Natural Capital Project News


“The Natural Capital Project takes land and water protection a step beyond traditional emotional appeals to preserve our natural heritage by making an economic and business case for conservation.”


--Steve McCormick, Former President and CEO of The Nature Conservancy


“The Natural Capital Project demonstrates the real value of nature to people, and advances policy solutions that support intact ecosystems upon which our future depends.”


--Carter Roberts, President and CEO of World Wildlife Fund

Taylor Ricketts and Tanzanian Boy, Eastern Arc Mountains

Innovate or Watch Rare Species Disappear

New Scientist, September 13, 2007

Peter Aldhous and Bob Holmes

It is one of the most depressing lists ever created. Species by species, the World Conservation Union's Red List, published this week, details the huge swathe of life being driven towards oblivion.

According to the list, 16,306 species are now defined as vulnerable, endangered or critically endangered. According to the best available data, 51 per cent of invertebrate species, 39 per cent of fish, 31 per cent of reptiles and amphibians, 20 per cent of mammals and 12 per cent of birds are threatened. “We're losing the battle on almost every front,” says Gretchen Daily of Stanford University, California.

However, while the Red List details a biodiversity crisis that is all too familiar, the tactics required to tackle it are not. “Traditional approaches on their own are utterly doomed to failure,” says Daily. So she and other conservationists are introducing a raft of innovative policies in a bid to save as many species as they can.

There are a host of reasons why traditional approaches are failing, Daily argues. Given the extent of habitat destruction, even a massive expansion of protected areas could probably only protect 5 per cent of species. The trade in wild species continues, and the spread of invasive plants and animals increasingly threatens native varieties. Even in pristine habitats, climate change is shifting species boundaries too fast for many creatures to adapt.

Such enormous challenges require radical solutions. One approach is to use market forces to safeguard ecosystems. This is the goal of an emerging trend known as the “ecosystem services” approach. Championed by Daily and Peter Kareiva, lead scientist with The Nature Conservancy (TNC), among others, the idea is to put a monetary value on the services that healthy ecosystems provide for human populations - from the role of forest cover in preventing soil erosion and flooding, to the pollination of crops by insects, and revenues from ecotourism. Conservationists would then work with local governments, industry and the financial markets to set up incentives encouraging measures for the protection of ecosystems and the vital services they provide.

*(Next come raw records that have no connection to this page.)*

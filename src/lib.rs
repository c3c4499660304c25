//! vdisk — read-path engines for virtual-disk and optical-media image formats.
//!
//! Four format engines share a common sparse-stream foundation:
//!
//! - `iso9660` — CD-ROM filesystem images (Joliet, Rock Ridge, El Torito).
//! - `ext` — Ext2/3/4 file-data resolution via block maps and extent trees.
//! - `vmdk` — VMware virtual disks (text descriptor, hosted/VMFS sparse extents).
//! - `vdi` — VirtualBox virtual disks (block allocation table, copy-on-write).
//!
//! `stream`, `sparse_buffer`, `builder`, and `endian` are the shared plumbing
//! those four engines are built on: a uniform random-access byte view with
//! extent-aware sparsity, and the scalar/string codecs the on-disk formats
//! need.

pub mod builder;
pub mod endian;
pub mod error;
pub mod ext;
pub mod iso9660;
pub mod sparse_buffer;
pub mod stream;
pub mod vdi;
pub mod vmdk;

pub use error::{Error, Result};
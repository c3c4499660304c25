//! Opens one descriptor extent line as a [`SparseStream`], and concatenates
//! a disk's extents into a single logical stream at their declared sector
//! boundaries.

use crate::error::{Error, Result};
use crate::stream::sub::SubStream;
use crate::stream::wrapping::WrappingStream;
use crate::stream::{SparseStream, StreamExtent};
use memmap2::Mmap;
use std::cell::RefCell;
use std::fs::File;
use std::path::Path;
use std::rc::Rc;
use std::sync::Arc;

use super::descriptor::{Extent, ExtentType};
use super::grain::GrainEngine;
use super::header::{CowdHeader, HostedSparseHeader, COWD_MAGIC, SECTOR_SIZE, VMDK_MAGIC};

/// A fixed-length all-zero stream, backing `Zero` extents.
pub struct ZeroStream {
    len: u64,
    pos: u64,
}

impl ZeroStream {
    pub fn new(len: u64) -> Self {
        Self { len, pos: 0 }
    }
}

impl SparseStream for ZeroStream {
    fn len(&self) -> u64 {
        self.len
    }

    fn position(&self) -> u64 {
        self.pos
    }

    fn set_position(&mut self, pos: u64) {
        self.pos = pos;
    }

    fn read_at(&mut self, buf: &mut [u8]) -> Result<usize> {
        if self.pos >= self.len {
            return Ok(0);
        }
        let want = buf.len().min((self.len - self.pos) as usize);
        buf[..want].fill(0);
        self.pos += want as u64;
        Ok(want)
    }

    fn write_at(&mut self, _buf: &[u8]) -> Result<usize> {
        Err(Error::write_not_supported("VMDK zero extent is read-only"))
    }

    fn extents(&self) -> Vec<StreamExtent> {
        Vec::new()
    }
}

/// A window onto a parent disk's composed stream, shared across however
/// many of the child's extents need to defer into it. `Rc<RefCell<_>>`
/// rather than the crate's usual `Owned` enum, since several windows must
/// each independently seek the one underlying parent stream.
pub struct ParentWindow {
    parent: Rc<RefCell<Box<dyn SparseStream>>>,
    offset: u64,
    length: u64,
    pos: u64,
}

impl ParentWindow {
    pub fn new(parent: Rc<RefCell<Box<dyn SparseStream>>>, offset: u64, length: u64) -> Self {
        Self {
            parent,
            offset,
            length,
            pos: 0,
        }
    }
}

impl SparseStream for ParentWindow {
    fn len(&self) -> u64 {
        self.length
    }

    fn position(&self) -> u64 {
        self.pos
    }

    fn set_position(&mut self, pos: u64) {
        self.pos = pos;
    }

    fn read_at(&mut self, buf: &mut [u8]) -> Result<usize> {
        if self.pos >= self.length {
            return Ok(0);
        }
        let want = buf.len().min((self.length - self.pos) as usize);
        let mut parent = self.parent.borrow_mut();
        parent.set_position(self.offset + self.pos);
        let n = parent.read_at(&mut buf[..want])?;
        self.pos += n as u64;
        Ok(n)
    }

    fn write_at(&mut self, _buf: &[u8]) -> Result<usize> {
        Err(Error::write_not_supported("VMDK parent window is read-only"))
    }

    fn extents(&self) -> Vec<StreamExtent> {
        self.parent
            .borrow()
            .extents_in_range(self.offset, self.length)
            .into_iter()
            .map(|e| {
                let start = e.start.max(self.offset) - self.offset;
                let end = e.end().min(self.offset + self.length) - self.offset;
                StreamExtent::new(start, end - start)
            })
            .collect()
    }
}

/// Concatenates a disk's extents into one logical `[0, total_len)` stream,
/// in descriptor order.
pub struct ConcatStream {
    parts: Vec<(u64, Box<dyn SparseStream>)>,
    total_len: u64,
    pos: u64,
}

impl ConcatStream {
    pub fn new(parts: Vec<Box<dyn SparseStream>>) -> Self {
        let mut offset = 0u64;
        let mut indexed = Vec::with_capacity(parts.len());
        for part in parts {
            let len = part.len();
            indexed.push((offset, part));
            offset += len;
        }
        Self {
            parts: indexed,
            total_len: offset,
            pos: 0,
        }
    }
}

impl SparseStream for ConcatStream {
    fn len(&self) -> u64 {
        self.total_len
    }

    fn position(&self) -> u64 {
        self.pos
    }

    fn set_position(&mut self, pos: u64) {
        self.pos = pos;
    }

    fn read_at(&mut self, buf: &mut [u8]) -> Result<usize> {
        if self.pos >= self.total_len {
            return Ok(0);
        }
        for (start, stream) in self.parts.iter_mut() {
            let end = *start + stream.len();
            if self.pos >= *start && self.pos < end {
                let local_pos = self.pos - *start;
                let want = buf.len().min((end - self.pos) as usize);
                stream.set_position(local_pos);
                let n = stream.read_at(&mut buf[..want])?;
                self.pos += n as u64;
                return Ok(n);
            }
        }
        Ok(0)
    }

    fn write_at(&mut self, _buf: &[u8]) -> Result<usize> {
        Err(Error::write_not_supported(
            "VMDK multi-extent concatenation is read-only",
        ))
    }

    fn extents(&self) -> Vec<StreamExtent> {
        self.parts
            .iter()
            .flat_map(|(start, stream)| {
                stream
                    .extents()
                    .into_iter()
                    .map(move |e| StreamExtent::new(start + e.start, e.length))
            })
            .collect()
    }
}

fn open_flat_like(base_dir: &Path, extent: &Extent) -> Result<Box<dyn SparseStream>> {
    let path = base_dir.join(&extent.filename);
    let file = File::open(&path).map_err(|e| Error::io(e, &path))?;
    let len = extent.size_sectors * SECTOR_SIZE;
    let stream = WrappingStream::new(file, extent.offset * SECTOR_SIZE + len);
    Ok(Box::new(SubStream::new(stream, extent.offset * SECTOR_SIZE, len)))
}

fn open_sparse_like(
    base_dir: &Path,
    extent: &Extent,
    parent_window: Option<Box<dyn SparseStream>>,
) -> Result<Box<dyn SparseStream>> {
    let path = base_dir.join(&extent.filename);
    let file = File::open(&path).map_err(|e| Error::io(e, &path))?;
    let mmap = Arc::new(unsafe { Mmap::map(&file).map_err(|e| Error::io(e, &path))? });

    if mmap.len() < 4 {
        return Err(Error::invalid_format("sparse extent file too short"));
    }
    let magic = crate::endian::read_u32_le(&mmap[0..4]);
    match extent.extent_type {
        ExtentType::Sparse if magic == VMDK_MAGIC => {
            let header = HostedSparseHeader::from_bytes(&mmap)?;
            if header.has_markers() {
                return Err(Error::extent_unsupported(
                    "streamOptimized (marker-bearing) sparse extents are not readable here",
                ));
            }
            let grain_directory = super::header::read_grain_directory(
                &mmap,
                header.gd_offset,
                header.num_gd_entries(),
            )?;
            Ok(Box::new(GrainEngine::new(
                mmap,
                header.capacity * SECTOR_SIZE,
                header.grain_size * SECTOR_SIZE,
                header.num_gtes_per_gt,
                grain_directory,
                header.is_compressed(),
                parent_window,
            )))
        }
        ExtentType::VmfsSparse if magic == COWD_MAGIC => {
            let header = CowdHeader::from_bytes(&mmap)?;
            let grain_directory = super::header::read_grain_directory(
                &mmap,
                header.gd_offset_sectors,
                header.num_gd_entries as u64,
            )?;
            Ok(Box::new(GrainEngine::new(
                mmap,
                header.capacity_sectors * SECTOR_SIZE,
                header.grain_size_sectors * SECTOR_SIZE,
                CowdHeader::NUM_GTES_PER_GT,
                grain_directory,
                false,
                parent_window,
            )))
        }
        _ => Err(Error::invalid_format(format!(
            "extent file {} does not match its declared extent type",
            path.display()
        ))),
    }
}

/// Opens every extent of a descriptor and concatenates them, deferring
/// sparse extents into `parent` (the already-composed parent disk, if any)
/// at the byte range each extent covers.
pub fn open_extents(
    base_dir: &Path,
    extents: &[Extent],
    parent: Option<Box<dyn SparseStream>>,
) -> Result<Box<dyn SparseStream>> {
    let shared_parent = parent.map(|p| Rc::new(RefCell::new(p)));
    let mut cumulative = 0u64;
    let mut parts: Vec<Box<dyn SparseStream>> = Vec::with_capacity(extents.len());

    for extent in extents {
        let extent_len = extent.size_sectors * SECTOR_SIZE;
        let part: Box<dyn SparseStream> = match extent.extent_type {
            ExtentType::Flat | ExtentType::Vmfs | ExtentType::VmfsRdm | ExtentType::VmfsRaw => {
                open_flat_like(base_dir, extent)?
            }
            ExtentType::Zero => Box::new(ZeroStream::new(extent_len)),
            ExtentType::Sparse | ExtentType::VmfsSparse => {
                let window = shared_parent
                    .as_ref()
                    .map(|p| Box::new(ParentWindow::new(p.clone(), cumulative, extent_len)) as Box<dyn SparseStream>);
                open_sparse_like(base_dir, extent, window)?
            }
            ExtentType::SeSparse | ExtentType::VsanSparse => {
                return Err(Error::extent_unsupported(format!(
                    "{:?} extents have no read path implemented",
                    extent.extent_type
                )))
            }
        };
        cumulative += extent_len;
        parts.push(part);
    }

    Ok(Box::new(ConcatStream::new(parts)))
}
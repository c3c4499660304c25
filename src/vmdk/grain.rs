//! The sparse-extent grain engine: translates a logical byte offset into a
//! grain directory lookup, a grain table lookup, and finally either a
//! physical read (direct or DEFLATE-compressed) or a deferral to the
//! extent's parent layer, per the algorithm in §4.I.
//!
//! Grain tables are cached by index once loaded; the cache has no eviction,
//! which is a simplification of the weak-map LRU the original VMware tools
//! use — fine here since grain tables for any disk this crate reasonably
//! mounts fit comfortably in memory.

use crate::error::{Error, Result};
use crate::stream::{SparseStream, StreamExtent};
use memmap2::Mmap;
use std::collections::HashMap;
use std::sync::Arc;

use super::header::SECTOR_SIZE;

pub struct GrainEngine {
    mmap: Arc<Mmap>,
    capacity_bytes: u64,
    grain_size_bytes: u64,
    num_gtes_per_gt: u32,
    grain_directory: Vec<u32>,
    compressed: bool,
    parent: Option<Box<dyn SparseStream>>,
    gt_cache: HashMap<u64, Vec<u32>>,
    pos: u64,
}

impl GrainEngine {
    pub fn new(
        mmap: Arc<Mmap>,
        capacity_bytes: u64,
        grain_size_bytes: u64,
        num_gtes_per_gt: u32,
        grain_directory: Vec<u32>,
        compressed: bool,
        parent: Option<Box<dyn SparseStream>>,
    ) -> Self {
        Self {
            mmap,
            capacity_bytes,
            grain_size_bytes,
            num_gtes_per_gt,
            grain_directory,
            compressed,
            parent,
            gt_cache: HashMap::new(),
            pos: 0,
        }
    }

    fn gt_coverage(&self) -> u64 {
        self.num_gtes_per_gt as u64 * self.grain_size_bytes
    }

    fn load_grain_table(&mut self, gt_index: u64) -> Result<&[u32]> {
        if !self.gt_cache.contains_key(&gt_index) {
            let gt_offset_sectors = self.grain_directory[gt_index as usize] as u64;
            let gt_offset_bytes = gt_offset_sectors * SECTOR_SIZE;
            let mut gt = Vec::with_capacity(self.num_gtes_per_gt as usize);
            for i in 0..self.num_gtes_per_gt as u64 {
                let off = gt_offset_bytes as usize + (i * 4) as usize;
                if off + 4 > self.mmap.len() {
                    return Err(Error::invalid_format("grain table entry extends beyond file"));
                }
                gt.push(crate::endian::read_u32_le(&self.mmap[off..off + 4]));
            }
            self.gt_cache.insert(gt_index, gt);
        }
        Ok(&self.gt_cache[&gt_index])
    }

    fn read_compressed_grain(&self, offset: usize) -> Result<Vec<u8>> {
        use flate2::read::DeflateDecoder;
        use std::io::Read;

        if offset + 12 > self.mmap.len() {
            return Err(Error::invalid_format("compressed grain header extends beyond file"));
        }
        let compressed_size = crate::endian::read_u32_le(&self.mmap[offset + 8..offset + 12]) as usize;
        let data_offset = offset + 12;
        if data_offset + compressed_size > self.mmap.len() {
            return Err(Error::invalid_format("compressed grain data extends beyond file"));
        }
        let compressed_data = &self.mmap[data_offset..data_offset + compressed_size];
        let mut decoder = DeflateDecoder::new(compressed_data);
        let mut decompressed = vec![0u8; self.grain_size_bytes as usize];
        decoder
            .read_exact(&mut decompressed)
            .map_err(|e| Error::invalid_format(format!("failed to decompress grain: {e}")))?;
        Ok(decompressed)
    }

    fn defer_to_parent_or_zero(&mut self, logical_pos: u64, buf: &mut [u8]) -> Result<usize> {
        match &mut self.parent {
            Some(parent) => {
                parent.set_position(logical_pos);
                parent.read_at(buf)
            }
            None => {
                buf.fill(0);
                Ok(buf.len())
            }
        }
    }

    /// Read at most `buf.len()` bytes starting at absolute logical offset
    /// `p`, stopping early at a grain-table or grain boundary (the caller
    /// loops for the remainder).
    fn read_one(&mut self, p: u64, buf: &mut [u8]) -> Result<usize> {
        let gt_coverage = self.gt_coverage();
        let gt_index = p / gt_coverage;
        let within_gt = p % gt_coverage;

        if gt_index as usize >= self.grain_directory.len() || self.grain_directory[gt_index as usize] == 0 {
            let span = (gt_coverage - within_gt).min(buf.len() as u64) as usize;
            return self.defer_to_parent_or_zero(p, &mut buf[..span]);
        }

        let grain = within_gt / self.grain_size_bytes;
        let grain_offset = within_gt % self.grain_size_bytes;
        let gt = self.load_grain_table(gt_index)?;
        let grain_sector = gt[grain as usize];

        if grain_sector == 0 {
            let span = (self.grain_size_bytes - grain_offset).min(buf.len() as u64) as usize;
            return self.defer_to_parent_or_zero(p, &mut buf[..span]);
        }

        let grain_byte_offset = grain_sector as u64 * SECTOR_SIZE;
        let take = (self.grain_size_bytes - grain_offset).min(buf.len() as u64) as usize;
        let grain_data = if self.compressed {
            self.read_compressed_grain(grain_byte_offset as usize)?
        } else {
            let end = grain_byte_offset as usize + self.grain_size_bytes as usize;
            if end > self.mmap.len() {
                return Err(Error::invalid_format("grain extends beyond file"));
            }
            self.mmap[grain_byte_offset as usize..end].to_vec()
        };
        buf[..take].copy_from_slice(&grain_data[grain_offset as usize..grain_offset as usize + take]);
        Ok(take)
    }
}

impl SparseStream for GrainEngine {
    fn len(&self) -> u64 {
        self.capacity_bytes
    }

    fn position(&self) -> u64 {
        self.pos
    }

    fn set_position(&mut self, pos: u64) {
        self.pos = pos;
    }

    fn read_at(&mut self, buf: &mut [u8]) -> Result<usize> {
        if self.pos >= self.capacity_bytes {
            return Ok(0);
        }
        let want = buf.len().min((self.capacity_bytes - self.pos) as usize);
        let mut done = 0usize;
        while done < want {
            let n = self.read_one(self.pos + done as u64, &mut buf[done..want])?;
            if n == 0 {
                break;
            }
            done += n;
        }
        self.pos += done as u64;
        Ok(done)
    }

    fn write_at(&mut self, _buf: &[u8]) -> Result<usize> {
        Err(Error::write_not_supported(
            "VMDK sparse grain engine is read-only",
        ))
    }

    fn extents(&self) -> Vec<StreamExtent> {
        let mut out = Vec::new();
        let gt_coverage = self.gt_coverage();
        for (gt_index, &gt_offset_sectors) in self.grain_directory.iter().enumerate() {
            if gt_offset_sectors == 0 {
                continue;
            }
            let gt_offset_bytes = gt_offset_sectors as u64 * SECTOR_SIZE;
            for grain in 0..self.num_gtes_per_gt as u64 {
                let off = gt_offset_bytes as usize + (grain * 4) as usize;
                if off + 4 > self.mmap.len() {
                    break;
                }
                let grain_sector = crate::endian::read_u32_le(&self.mmap[off..off + 4]);
                if grain_sector == 0 {
                    continue;
                }
                let logical_start = gt_index as u64 * gt_coverage + grain * self.grain_size_bytes;
                if logical_start >= self.capacity_bytes {
                    continue;
                }
                let len = self.grain_size_bytes.min(self.capacity_bytes - logical_start);
                out.push(StreamExtent::new(logical_start, len));
            }
        }
        if let Some(parent) = &self.parent {
            out.extend(parent.extents());
        }
        out.sort_by_key(|e| e.start);
        out
    }
}

#[cfg(test)]
mod tests {
    use super::*;
    use std::io::Write;

    fn mmap_of(bytes: Vec<u8>) -> Arc<Mmap> {
        let mut file = tempfile::tempfile().unwrap();
        file.write_all(&bytes).unwrap();
        let mmap = unsafe { Mmap::map(&file).unwrap() };
        Arc::new(mmap)
    }

    #[test]
    fn absent_grain_table_defers_to_zero_without_parent() {
        let grain_size = 512u64;
        let gtes_per_gt = 4u32;
        let mmap = mmap_of(vec![0u8; 4096]);
        let mut engine = GrainEngine::new(mmap, grain_size * gtes_per_gt as u64 * 2, grain_size, gtes_per_gt, vec![0, 0], false, None);
        let mut buf = vec![0xAAu8; 256];
        let n = engine.read_at(&mut buf).unwrap();
        assert_eq!(n, 256);
        assert!(buf.iter().all(|&b| b == 0));
    }

    #[test]
    fn present_grain_reads_direct_data() {
        let grain_size = 512u64;
        let gtes_per_gt = 2u32;
        let mut disk = vec![0u8; 8192];
        // grain table at sector 2 (byte 1024), one entry pointing at sector 4 (byte 2048)
        disk[1024..1028].copy_from_slice(&4u32.to_le_bytes());
        disk[2048..2048 + 4].copy_from_slice(b"data");
        let mmap = mmap_of(disk);
        let mut engine = GrainEngine::new(mmap, grain_size * gtes_per_gt as u64, grain_size, gtes_per_gt, vec![2], false, None);
        let mut buf = vec![0u8; 4];
        engine.read_at(&mut buf).unwrap();
        assert_eq!(&buf, b"data");
    }
}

This, the theory goes, should protect biodiversity more effectively than approaches that simply rely on appealing to moral duty or the aesthetic attraction of conserving nature.

Ecosystem services schemes are now being implemented around the world. It is too early to point to many clear success stories, but perhaps the most ambitious effort is a collaboration launched in 2006 involving Stanford University, TNC and the WWF. Called the Natural Capital Project, or NatCap, it is working to apply the principles of ecosystem services in four regions of threatened biodiversity: the Hawaiian islands, the Sierra Nevada mountain range in California, the Eastern Arc mountains in Tanzania and China's upper Yangtze basin.